---- DATA LISTING
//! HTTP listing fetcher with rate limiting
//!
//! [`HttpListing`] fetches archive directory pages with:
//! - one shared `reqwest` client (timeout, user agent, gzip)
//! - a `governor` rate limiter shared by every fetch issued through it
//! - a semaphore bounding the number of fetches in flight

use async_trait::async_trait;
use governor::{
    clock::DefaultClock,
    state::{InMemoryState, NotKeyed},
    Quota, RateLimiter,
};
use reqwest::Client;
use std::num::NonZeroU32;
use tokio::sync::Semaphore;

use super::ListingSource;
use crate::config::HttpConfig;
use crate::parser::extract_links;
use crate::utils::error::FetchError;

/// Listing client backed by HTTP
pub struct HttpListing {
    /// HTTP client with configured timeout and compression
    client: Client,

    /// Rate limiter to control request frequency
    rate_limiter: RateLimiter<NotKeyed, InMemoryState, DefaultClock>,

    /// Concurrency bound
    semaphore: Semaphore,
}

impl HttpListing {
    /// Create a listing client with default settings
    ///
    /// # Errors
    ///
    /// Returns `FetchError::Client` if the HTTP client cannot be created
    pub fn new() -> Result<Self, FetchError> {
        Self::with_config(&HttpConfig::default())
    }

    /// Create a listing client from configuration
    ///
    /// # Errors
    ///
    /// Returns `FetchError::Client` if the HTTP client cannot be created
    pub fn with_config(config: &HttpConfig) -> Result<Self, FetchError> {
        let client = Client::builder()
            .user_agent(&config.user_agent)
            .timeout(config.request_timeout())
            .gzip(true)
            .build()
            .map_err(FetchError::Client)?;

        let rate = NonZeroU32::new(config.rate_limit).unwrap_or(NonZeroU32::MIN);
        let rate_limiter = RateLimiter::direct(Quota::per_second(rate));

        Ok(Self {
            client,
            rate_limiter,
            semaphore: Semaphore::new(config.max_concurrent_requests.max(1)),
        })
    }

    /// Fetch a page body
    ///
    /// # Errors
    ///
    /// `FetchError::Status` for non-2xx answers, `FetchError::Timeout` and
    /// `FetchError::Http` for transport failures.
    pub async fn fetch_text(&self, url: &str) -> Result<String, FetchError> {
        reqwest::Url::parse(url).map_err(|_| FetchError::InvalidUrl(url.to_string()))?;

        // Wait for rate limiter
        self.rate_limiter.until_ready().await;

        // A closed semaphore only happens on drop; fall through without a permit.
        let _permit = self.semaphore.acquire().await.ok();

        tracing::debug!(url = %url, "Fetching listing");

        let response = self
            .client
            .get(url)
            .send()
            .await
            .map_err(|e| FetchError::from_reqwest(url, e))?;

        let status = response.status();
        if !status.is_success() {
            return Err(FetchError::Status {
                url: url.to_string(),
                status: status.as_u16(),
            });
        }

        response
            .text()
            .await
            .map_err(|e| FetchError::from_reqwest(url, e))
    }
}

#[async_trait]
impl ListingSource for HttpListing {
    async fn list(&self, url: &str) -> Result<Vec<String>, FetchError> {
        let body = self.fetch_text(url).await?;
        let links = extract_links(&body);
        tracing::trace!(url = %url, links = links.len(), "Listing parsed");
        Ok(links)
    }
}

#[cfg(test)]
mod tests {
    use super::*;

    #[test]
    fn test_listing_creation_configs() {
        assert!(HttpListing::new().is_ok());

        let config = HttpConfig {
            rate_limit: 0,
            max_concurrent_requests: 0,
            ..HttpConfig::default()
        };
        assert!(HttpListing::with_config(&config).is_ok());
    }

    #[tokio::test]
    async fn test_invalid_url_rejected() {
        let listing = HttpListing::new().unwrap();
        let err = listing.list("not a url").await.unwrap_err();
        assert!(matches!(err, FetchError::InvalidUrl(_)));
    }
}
--------
---- DATA LISTING
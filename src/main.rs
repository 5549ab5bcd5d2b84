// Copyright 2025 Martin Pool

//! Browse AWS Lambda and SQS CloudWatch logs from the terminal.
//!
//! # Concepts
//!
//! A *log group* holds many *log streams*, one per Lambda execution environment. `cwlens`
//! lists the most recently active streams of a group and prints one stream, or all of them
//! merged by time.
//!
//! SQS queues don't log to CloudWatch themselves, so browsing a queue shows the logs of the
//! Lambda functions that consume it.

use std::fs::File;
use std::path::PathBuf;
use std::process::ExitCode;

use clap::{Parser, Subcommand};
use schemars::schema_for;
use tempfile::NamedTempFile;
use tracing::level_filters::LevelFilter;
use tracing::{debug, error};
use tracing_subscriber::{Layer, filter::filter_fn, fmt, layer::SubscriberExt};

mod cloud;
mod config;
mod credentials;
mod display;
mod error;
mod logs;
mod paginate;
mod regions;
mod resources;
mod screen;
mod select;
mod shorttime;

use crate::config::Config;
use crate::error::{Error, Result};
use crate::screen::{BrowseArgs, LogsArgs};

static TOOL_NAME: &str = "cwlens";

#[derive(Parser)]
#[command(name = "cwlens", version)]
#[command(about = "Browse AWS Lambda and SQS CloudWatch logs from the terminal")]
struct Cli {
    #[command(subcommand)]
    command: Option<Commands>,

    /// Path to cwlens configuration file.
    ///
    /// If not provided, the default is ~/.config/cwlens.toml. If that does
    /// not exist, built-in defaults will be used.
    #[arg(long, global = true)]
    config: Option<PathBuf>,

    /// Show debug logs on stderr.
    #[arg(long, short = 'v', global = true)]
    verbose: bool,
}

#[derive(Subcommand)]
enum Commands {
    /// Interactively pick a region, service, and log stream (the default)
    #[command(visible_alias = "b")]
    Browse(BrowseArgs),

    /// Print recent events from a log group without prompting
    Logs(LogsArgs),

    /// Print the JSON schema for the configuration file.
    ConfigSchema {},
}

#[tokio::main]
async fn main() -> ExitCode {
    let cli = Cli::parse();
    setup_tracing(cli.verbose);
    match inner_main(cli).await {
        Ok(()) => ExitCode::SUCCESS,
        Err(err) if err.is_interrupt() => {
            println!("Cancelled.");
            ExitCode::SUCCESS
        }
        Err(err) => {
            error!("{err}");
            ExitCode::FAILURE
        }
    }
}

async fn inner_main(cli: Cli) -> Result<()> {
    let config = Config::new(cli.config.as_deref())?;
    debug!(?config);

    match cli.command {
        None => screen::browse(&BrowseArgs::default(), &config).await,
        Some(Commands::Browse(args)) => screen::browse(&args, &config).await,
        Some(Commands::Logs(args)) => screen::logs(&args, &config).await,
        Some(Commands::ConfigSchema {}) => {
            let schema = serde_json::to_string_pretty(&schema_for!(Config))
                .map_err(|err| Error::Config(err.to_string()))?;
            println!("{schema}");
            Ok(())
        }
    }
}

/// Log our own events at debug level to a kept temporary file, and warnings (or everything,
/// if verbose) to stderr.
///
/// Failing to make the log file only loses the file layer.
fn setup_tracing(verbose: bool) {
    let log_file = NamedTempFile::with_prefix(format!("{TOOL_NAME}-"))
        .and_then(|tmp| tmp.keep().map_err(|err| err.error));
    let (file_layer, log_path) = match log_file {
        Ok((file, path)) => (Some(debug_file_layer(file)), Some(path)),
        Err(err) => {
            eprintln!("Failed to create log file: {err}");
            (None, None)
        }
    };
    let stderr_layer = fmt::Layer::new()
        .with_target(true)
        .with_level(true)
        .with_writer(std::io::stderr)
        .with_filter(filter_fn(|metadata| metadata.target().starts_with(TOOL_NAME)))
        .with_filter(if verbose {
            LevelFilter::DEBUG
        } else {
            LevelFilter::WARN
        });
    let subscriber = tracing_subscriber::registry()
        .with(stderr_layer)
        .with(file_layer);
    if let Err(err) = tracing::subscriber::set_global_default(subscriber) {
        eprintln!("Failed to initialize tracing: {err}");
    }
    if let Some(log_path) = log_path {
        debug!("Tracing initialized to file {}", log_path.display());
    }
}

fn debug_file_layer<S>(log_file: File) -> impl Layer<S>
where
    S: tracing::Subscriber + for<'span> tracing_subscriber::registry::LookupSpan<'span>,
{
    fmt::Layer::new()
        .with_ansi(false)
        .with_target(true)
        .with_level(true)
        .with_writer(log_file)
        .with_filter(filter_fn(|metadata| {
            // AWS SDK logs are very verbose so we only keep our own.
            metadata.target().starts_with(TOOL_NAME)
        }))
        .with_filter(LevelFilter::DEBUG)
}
--------
WHAT YOU WILL DO: Give back exactly the lines above, from the line containing "fn setup_tracing(verbose: bool)" through the line containing "to create log", with both end lines and nothing more.

EXERCISE ANSWER:
fn setup_tracing(verbose: bool) {
    let log_file = NamedTempFile::with_prefix(format!("{TOOL_NAME}-"))
        .and_then(|tmp| tmp.keep().map_err(|err| err.error));
    let (file_layer, log_path) = match log_file {
        Ok((file, path)) => (Some(debug_file_layer(file)), Some(path)),
        Err(err) => {
            eprintln!("Failed to create log file: {err}");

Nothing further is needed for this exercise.